Dash rested his head against the back of the seat, eyes running up and down my body and landing on the bare ankle over my Keds. He stroked the bone and the skin along the edge of the sneaker. “If I tell you, it’s going to be weird.”

“I like weird.”

“Good.”

The guard handed back our IDs and hit a button on a little grey box he’d taken out of his pocket. The chain-link fence swung out.

Dash pulled forward.

Dodger Stadium was not a suburban, outer-city stadium. It had landed like a spaceship in the middle of the densest part of the city, with a huge forest of a park on the west side and the concrete crease of the Los Angeles River on the east.

The south crescent of the stadium was three hundred acres of sixteen thousand parking spots. I’d seen the lot full, clothed in darkness and spotted with floodlights. I’d been stuck in it for an hour, trying to get out after the eighth inning of a late-season blowout and during meaningless mid-season games. If there was a better way to plan for the exodus of sixteen thousand cars, no one had come up with it in time for Dodgers Stadium.

But that morning, the lot was empty as a winter’s day, its grey as uninterrupted as a Christmas sky. The stadium below looked shoved into a corner like an afterthought. I took a deep breath. I’d never come in this way. Never seen the structure from that angle on such a clear morning. It was both diminutive and majestic.

“It’s overwhelming,” I said.

“You should see it from the field.”

He twisted down into the lot, and everything fell back into proportion. After a few more checkpoints, we pulled into the back of the stadium, where an empty spot waited among many. The sign at the head said “Dash Wallace #19.”

“It must all be worth it for your own spot at Dodger Stadium.”

“Money’s pretty good too.” He shut off the car but didn’t move.

I waited. He tapped the wheel.

“Why am I here?” I asked gently. “It’s hours before game time, and you have plenty to do, I’m sure.”

“Trust me.”

Did I trust him?

He hadn’t earned it.

But I did. I needed to. The alternative was unspeakably dreary.

“We’re already at the stadium, slugger, and the sun’s barely up. I must trust you.”

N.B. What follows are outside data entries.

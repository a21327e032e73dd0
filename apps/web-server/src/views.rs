//! View models handed to the askama templates, and small response helpers.

use std::collections::HashMap;

use actix_web::{HttpResponse, http::header};
use askama::Template;
use chrono::{DateTime, Utc};
use uuid::Uuid;

use quill_core::domain::{Comment, Group, Post};
use quill_core::pagination::Page;

use crate::middleware::error::AppResult;
use crate::state::AppState;

/// One post as shown in a feed or on the detail page.
pub struct PostView {
    pub id: Uuid,
    pub text: String,
    pub author: String,
    pub group_title: Option<String>,
    pub group_slug: Option<String>,
    pub image_url: Option<String>,
    pub created_at: String,
}

/// One comment under a post.
pub struct CommentView {
    pub author: String,
    pub text: String,
    pub created_at: String,
}

/// Pagination metadata for the shared template include.
pub struct PageMeta {
    pub number: u64,
    pub total_pages: u64,
    pub has_next: bool,
    pub has_previous: bool,
    pub next_number: u64,
    pub previous_number: u64,
}

impl PageMeta {
    pub fn of<T>(page: &Page<T>) -> Self {
        Self {
            number: page.number,
            total_pages: page.total_pages,
            has_next: page.has_next(),
            has_previous: page.has_previous(),
            next_number: page.next_number(),
            previous_number: page.previous_number(),
        }
    }
}

pub fn format_timestamp(ts: &DateTime<Utc>) -> String {
    ts.format("%Y-%m-%d %H:%M").to_string()
}

fn group_labels(groups: &[Group]) -> HashMap<Uuid, (String, String)> {
    groups
        .iter()
        .map(|g| (g.id, (g.title.clone(), g.slug.clone())))
        .collect()
}

/// Resolve author names (and group labels where tagged) for a page of posts.
pub async fn post_views(state: &AppState, posts: &[Post]) -> AppResult<Vec<PostView>> {
    let mut author_ids: Vec<Uuid> = posts.iter().map(|p| p.author_id).collect();
    author_ids.sort_unstable();
    author_ids.dedup();

    let authors: HashMap<Uuid, String> = state
        .users
        .find_by_ids(&author_ids)
        .await?
        .into_iter()
        .map(|u| (u.id, u.username))
        .collect();

    let groups = if posts.iter().any(|p| p.group_id.is_some()) {
        group_labels(&state.groups.list().await?)
    } else {
        HashMap::new()
    };

    Ok(posts
        .iter()
        .map(|post| {
            let group = post.group_id.and_then(|id| groups.get(&id));
            PostView {
                id: post.id,
                text: post.text.clone(),
                author: authors
                    .get(&post.author_id)
                    .cloned()
                    .unwrap_or_else(|| "unknown".to_string()),
                group_title: group.map(|(title, _)| title.clone()),
                group_slug: group.map(|(_, slug)| slug.clone()),
                image_url: post.image_url.clone(),
                created_at: format_timestamp(&post.created_at),
            }
        })
        .collect())
}

/// Resolve author names for the comments under a post.
pub async fn comment_views(state: &AppState, comments: &[Comment]) -> AppResult<Vec<CommentView>> {
    let mut author_ids: Vec<Uuid> = comments.iter().map(|c| c.author_id).collect();
    author_ids.sort_unstable();
    author_ids.dedup();

    let authors: HashMap<Uuid, String> = state
        .users
        .find_by_ids(&author_ids)
        .await?
        .into_iter()
        .map(|u| (u.id, u.username))
        .collect();

    Ok(comments
        .iter()
        .map(|comment| CommentView {
            author: authors
                .get(&comment.author_id)
                .cloned()
                .unwrap_or_else(|| "unknown".to_string()),
            text: comment.text.clone(),
            created_at: format_timestamp(&comment.created_at),
        })
        .collect())
}

/// Render a template into a 200 HTML response.
pub fn render<T: Template>(template: &T) -> AppResult<HttpResponse> {
    Ok(HttpResponse::Ok()
        .content_type("text/html; charset=utf-8")
        .body(template.render()?))
}

/// 302 to a same-site location.
pub fn redirect_to(location: impl Into<String>) -> HttpResponse {
    HttpResponse::Found()
        .insert_header((header::LOCATION, location.into()))
        .finish()
}
//! Post entity for SeaORM.

use sea_orm::Set;
use sea_orm::entity::prelude::*;

#[derive(Clone, Debug, PartialEq, Eq, DeriveEntityModel)]
#[sea_orm(table_name = "posts")]
pub struct Model {
    #[sea_orm(primary_key, auto_increment = false)]
    pub id: Uuid,
    pub author_id: Uuid,
    pub group_id: Option<Uuid>,
    #[sea_orm(column_type = "Text")]
    pub text: String,
    pub image_url: Option<String>,
    pub created_at: DateTimeWithTimeZone,
    pub updated_at: DateTimeWithTimeZone,
}

#[derive(Copy, Clone, Debug, EnumIter, DeriveRelation)]
pub enum Relation {
    #[sea_orm(
        belongs_to = "super::user::Entity",
        from = "Column::AuthorId",
        to = "super::user::Column::Id",
        on_update = "Cascade",
        on_delete = "Cascade"
    )]
    Author,
    #[sea_orm(
        belongs_to = "super::group::Entity",
        from = "Column::GroupId",
        to = "super::group::Column::Id",
        on_update = "Cascade",
        on_delete = "SetNull"
    )]
    Group,
}

impl Related<super::user::Entity> for Entity {
    fn to() -> RelationDef {
        Relation::Author.def()
    }
}

impl Related<super::group::Entity> for Entity {
    fn to() -> RelationDef {
        Relation::Group.def()
    }
}

impl ActiveModelBehavior for ActiveModel {}

impl From<Model> for quill_core::domain::Post {
    fn from(model: Model) -> Self {
        Self {
            id: model.id,
            author_id: model.author_id,
            group_id: model.group_id,
            text: model.text,
            image_url: model.image_url,
            created_at: model.created_at.into(),
            updated_at: model.updated_at.into(),
        }
    }
}

impl From<quill_core::domain::Post> for ActiveModel {
    fn from(post: quill_core::domain::Post) -> Self {
        Self {
            id: Set(post.id),
            author_id: Set(post.author_id),
            group_id: Set(post.group_id),
            text: Set(post.text),
            image_url: Set(post.image_url),
            created_at: Set(post.created_at.into()),
            updated_at: Set(post.updated_at.into()),
        }
    }
}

He pulled back and took a look at me, eating me for breakfast, before getting out and opening my door. I took his hand and stepped out. When my little rubber sole hit the asphalt, I’d accepted a challenge I didn’t think any living woman could meet.





forty


Dash

In hindsight, I was crazy. At the time though, I was getting control of my life. Being proactive. Solving problems. Fixing what was broken. All of those phrases seemed sensible when put next to what I was doing.

When she was finally in arm’s reach, I knew everything would be all right. She would forgive me. I could have her again. Shit started clicking. It wasn’t anything I could point at. I wasn’t playing, so I didn’t have any stats, but my guts stopped twisting. I felt hopeful. Not skipping-on-daisies hopeful, but I didn’t dread getting on the field for opening day.

The bowels of the stadium were empty and scrubbed clean. The floors and walls would get progressively filthier over the season, but now they smelled like pine and bleach. New things.

“Wow,” she said when I turned on the lights in the locker room. “I never thought I’d see this.”

“How unimpressive is it?”

“Not special at all.” Her eyes were as big as donuts, fingers drifting over everything. She stopped at my jersey. WALLACE and a big #19.

“I wanted you to see it before it got too busy.”

She plucked my glove off the shelf and put it on her left hand. “No pin. You sure you’re okay with that?”